Quando Anthony venne scambiato con gli Oklahoma City Thunder nel 2017, venne avviata una nuova fase di rebuild. Tutti i tifosi implorarono i Knicks di affrontare la ricostruzione "nel modo giusto", cioè tenere tutte o quasi le scelte al Draft, ed evitare scambi ridicoli nel tentativo di accelerare il processo.


Sono ora tre anni che i Knicks stanno seguendo questo metodo, eppure sono ancora nella stessa posizione da cui sono partiti. Ciò è dovuto in gran parte alla trade-Porzingis, ma anche ai fallimenti al Draft.


Una rebuild tramite il Draft può avere successo solo azzeccando le scelte e, tranne per Mitchell Robinson, i Knicks non ne hanno indovinata una (per RJ Barrett, volendo essere ottimisti, si può dire che ci sono ancora dubbi). Frank Ntilikina ha dimostrato qualcosa di buono in difesa, ma non molto altro, e la prossima stagione potrebbe lasciare la squadra, vista la scadenza del contratto. Kevin Knox ha fatto una seconda stagione largamente peggiore della prima, e si è piazzato fra i peggiori della Lega in numerose categorie statistiche.


Una ricostruzione di questo tipo non può durare per sempre, soprattutto a New York, il più grande mercato dell'NBA e la Mecca del basket. Ci sarebbero scambi e firme astute in grado di accelerare il processo di rebuild; tuttavia, per poterle fare, servono spazio salariale e scelte al draft. Due cose che ai Knicks mancavano tre anni fa, ma che ora hanno in abbondanza.


FOTO: NBA.com

Inoltre, i Knicks hanno assunto Leon Rose come President of Basketball Operations e Tom Thibodeau come head coach. Visto che Rose è alla prima esperienza da presidente, è probabile che non abbia intenzione di aspettare altri quattro o cinque anni per la ricostruzione senza qualificarsi ai Playoffs.
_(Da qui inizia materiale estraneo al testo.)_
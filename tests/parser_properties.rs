//! `EscapeParser` round-trip and robustness, beyond the fixed-sequence unit
//! tests living next to the parser itself: every byte string the parser can
//! ever see, however malformed, must resolve without panicking, and a table
//! of canonical wire encodings must always decode to the same event.

use proptest::prelude::*;
use std::time::{Duration, Instant};
use termio_core::event::{Event, KeyCode, Modifiers, MouseButton, MouseKind};
use termio_core::parser::EscapeParser;

fn feed_all(parser: &mut EscapeParser, bytes: &[u8]) -> Vec<Event> {
    let now = Instant::now();
    bytes.iter().flat_map(|&b| parser.feed(b, now)).collect()
}

fn canonical_encodings() -> Vec<(&'static [u8], Event)> {
    vec![
        (&[0x1B, b'[', b'A'], Event::key(KeyCode::Up, Modifiers::empty())),
        (&[0x1B, b'[', b'B'], Event::key(KeyCode::Down, Modifiers::empty())),
        (&[0x1B, b'[', b'C'], Event::key(KeyCode::Right, Modifiers::empty())),
        (&[0x1B, b'[', b'D'], Event::key(KeyCode::Left, Modifiers::empty())),
        (b"\x1bOP", Event::key(KeyCode::F(1), Modifiers::empty())),
        (b"\x1b[3~", Event::key(KeyCode::Delete, Modifiers::empty())),
        (
            &[0x1B, b'[', b'<', b'0', b';', b'1', b'0', b';', b'5', b'M'],
            Event::Mouse { x: 9, y: 4, button: MouseButton::Left, kind: MouseKind::Press, modifiers: Modifiers::empty() },
        ),
        (
            &[0x1B, b'[', b'<', b'0', b';', b'1', b'0', b';', b'5', b'm'],
            Event::Mouse { x: 9, y: 4, button: MouseButton::Left, kind: MouseKind::Release, modifiers: Modifiers::empty() },
        ),
    ]
}

#[test]
fn canonical_wire_sequences_round_trip_to_their_event() {
    for (bytes, expected) in canonical_encodings() {
        let mut p = EscapeParser::new(Duration::from_millis(50));
        let events = feed_all(&mut p, bytes);
        assert_eq!(events, vec![expected], "decoding {bytes:02x?}");
        assert!(p.is_ground());
    }
}

#[test]
fn feeding_one_sequence_right_after_another_does_not_cross_contaminate() {
    let mut p = EscapeParser::new(Duration::from_millis(50));
    for (bytes, expected) in canonical_encodings() {
        let events = feed_all(&mut p, bytes);
        assert_eq!(events, vec![expected]);
    }
}

proptest! {
    /// No byte sequence of any length, fed one byte at a time, panics or
    /// leaves the parser permanently stuck off `Ground` once plain ASCII
    /// resumes.
    #[test]
    fn arbitrary_bytes_never_panic_and_recover_to_ground(bytes in prop::collection::vec(any::<u8>(), 0..256)) {
        let mut p = EscapeParser::new(Duration::from_millis(50));
        let now = Instant::now();
        for b in bytes {
            let _ = p.feed(b, now);
        }
        let _ = feed_all(&mut p, b"reset");
        prop_assert!(p.is_ground());
    }

    /// SGR mouse reports are well-formed for any in-range button/coordinate
    /// triple: the decoded coordinates are always the encoded ones minus one.
    #[test]
    fn sgr_mouse_coordinates_decode_as_zero_indexed(cb in 0u8..3, cx in 1u16..200, cy in 1u16..200) {
        let mut p = EscapeParser::new(Duration::from_millis(50));
        let seq = format!("\x1b[<{cb};{cx};{cy}M");
        let events = feed_all(&mut p, seq.as_bytes());
        prop_assert_eq!(events.len(), 1);
        match &events[0] {
            Event::Mouse { x, y, .. } => {
                prop_assert_eq!(*x, cx - 1);
                prop_assert_eq!(*y, cy - 1);
            }
            other => prop_assert!(false, "expected Mouse, got {other:?}"),
        }
    }
}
L'ingaggio di Thibodeau sembra proprio andare in quella direzione, visto che l'ex coach di Bulls e T-Wolves in sette stagioni da capo allenatore ha avuto un record perdente una sola volta, nel 2016/17, al primo anno nel Minnesota. La situazione dei Timberwolves in quell'annata è piuttosto simile a quella dei Knicks di oggi.


La franchigia veniva infatti da 13 anni senza Playoffs. Dopo quella stagione, in cui chiuse con un record di 31-51, Thibodeau mise insieme vari asset per acquisire Jimmy Butler, riuscendo poi a qualificarsi ai Playoffs con un record di 47-35 nel 2017/18.


Avendo a disposizione tre scelte (2020, 2021 e 2023) previste per la seconda metà del primo giro, acquisite con le trade di Marcus Morris e Kristaps Porzingis, oltre a diversi giovani e a un certo spazio salariale, aspettiamoci dei Knicks particolarmente aggressivi in questa offseason e in quella successiva, con la missione di migliorare il roster. Nessun giocatore attuale dovrebbe essere intoccabile, tranne forse Mitchell Robinson.


Secondo i dati di NBA.com di luglio 2019, in vista della stagione 2019/20 solo quattro squadre avrebbero iniziato la stagione con dei giocatori che avevano giocato almeno il 75% dei minuti totali di squadra nella stagione precedente. C'è molto movimento nelle offseason NBA, e nessuno può prevedere cosa succederà nella prossima. Nel 2018 ci fu lo scambio di Kawhi Leonard, nel 2019 Westbrook, George, Davis e Conley... Chissà chi potrebbe essere disponibile nel 2020.


In aggiunta alla possibilità di acquisire giocatori via trade, i Knicks potrebbero anche sfruttare gli asset per salire nel Draft, sia per migliorare la loro ottava scelta che per acquisire altre scelte.



In definitiva, ci sono diverse direzioni che Leon Rose può seguire, e i Knicks dovrebbero scegliere di essere aggressivi per migliorare il roster per la prossima stagione e quelle successive. Visto che queste opzioni non sono state disponibili nella storia recente della franchigia, e considerando anche i cambi nel front office e nel coaching staff, penso che la direzione sia quella di un importante cambiamento del roster.


In questa Lega è difficile ricostruire, senza iniziare a vincere delle partite mentre sei ancora in rebuild. Si tratta di un passo fondamentale per attrarre free agent e creare una cultura vincente nella franchigia; e questo è il motivo per cui credo che i Knicks saranno molto attivi in questa offseason.


Non sarebbe sorprendente se all'inizio della stagione 2020/21 i Knicks si presentassero con un roster profondamente diverso da quello attuale.